For the string "Deserialize", search the entries below and copy every line where it appears.

EXERCISE MATERIAL
——

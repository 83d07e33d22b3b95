// ============================================================================
// BizDesk Core - Calendar Event
// File: crates/bizdesk-core/src/domain/event.rs
// ============================================================================

use chrono::{DateTime, Utc};
use serde::{Deserialize, Serialize};
use uuid::Uuid;
use validator::Validate;

use crate::error::DomainError;

#[derive(Debug, Clone, Serialize, Deserialize, Validate)]
pub struct Event {
    pub id: Uuid,
    pub tenant_id: Uuid,

    #[validate(length(min = 1, max = 200, message = "Event title must be between 1 and 200 characters"))]
    pub title: String,

    pub description: Option<String>,
    pub location: Option<String>,
    pub starts_at: DateTime<Utc>,
    pub ends_at: DateTime<Utc>,
    pub all_day: bool,
    pub attendee_ids: Vec<Uuid>,
    pub created_by: Option<Uuid>,

    // Audit fields
    pub created_at: DateTime<Utc>,
    pub updated_at: DateTime<Utc>,
    pub is_deleted: bool,
    pub deleted_at: Option<DateTime<Utc>>,
}

impl Event {
    pub fn new(
        tenant_id: Uuid,
        title: String,
        starts_at: DateTime<Utc>,
        ends_at: DateTime<Utc>,
    ) -> Result<Self, DomainError> {
        check_window(starts_at, ends_at)?;
        let now = Utc::now();
        Ok(Self {
            id: Uuid::new_v4(),
            tenant_id,
            title: title.trim().to_string(),
            description: None,
            location: None,
            starts_at,
            ends_at,
            all_day: false,
            attendee_ids: Vec::new(),
            created_by: None,
            created_at: now,
            updated_at: now,
            is_deleted: false,
            deleted_at: None,
        })
    }

    pub fn reschedule(&mut self, starts_at: DateTime<Utc>, ends_at: DateTime<Utc>) -> Result<(), DomainError> {
        check_window(starts_at, ends_at)?;
        self.starts_at = starts_at;
        self.ends_at = ends_at;
        self.updated_at = Utc::now();
        Ok(())
    }

    pub fn overlaps(&self, from: DateTime<Utc>, to: DateTime<Utc>) -> bool {
        self.starts_at <= to && from <= self.ends_at
    }

    pub fn soft_delete(&mut self) {
        let now = Utc::now();
        self.is_deleted = true;
        self.deleted_at = Some(now);
        self.updated_at = now;
    }
}

fn check_window(starts_at: DateTime<Utc>, ends_at: DateTime<Utc>) -> Result<(), DomainError> {
    if ends_at < starts_at {
        return Err(DomainError::Validation(
            "ends_at must not be before starts_at".to_string(),
        ));
    }
    Ok(())
}

#[cfg(test)]
mod tests {
    use super::*;
    use chrono::Duration;

    #[test]
    fn test_window_validation() {
        let now = Utc::now();
        assert!(Event::new(Uuid::new_v4(), "Reunión".into(), now, now - Duration::hours(1)).is_err());
        let mut ev = Event::new(Uuid::new_v4(), "Reunión".into(), now, now + Duration::hours(1)).unwrap();
        assert!(ev.reschedule(now, now - Duration::minutes(1)).is_err());
        assert!(ev.reschedule(now + Duration::days(1), now + Duration::days(1)).is_ok());
    }

    #[test]
    fn test_overlaps() {
        let start = Utc::now();
        let ev = Event::new(Uuid::new_v4(), "Feria".into(), start, start + Duration::hours(3)).unwrap();
        assert!(ev.overlaps(start - Duration::days(1), start));
        assert!(ev.overlaps(start + Duration::hours(1), start + Duration::hours(2)));
        assert!(!ev.overlaps(start + Duration::hours(4), start + Duration::hours(5)));
    }
}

——

TASK OUTPUT
use serde::{Deserialize, Serialize};
#[derive(Debug, Clone, Serialize, Deserialize, Validate)]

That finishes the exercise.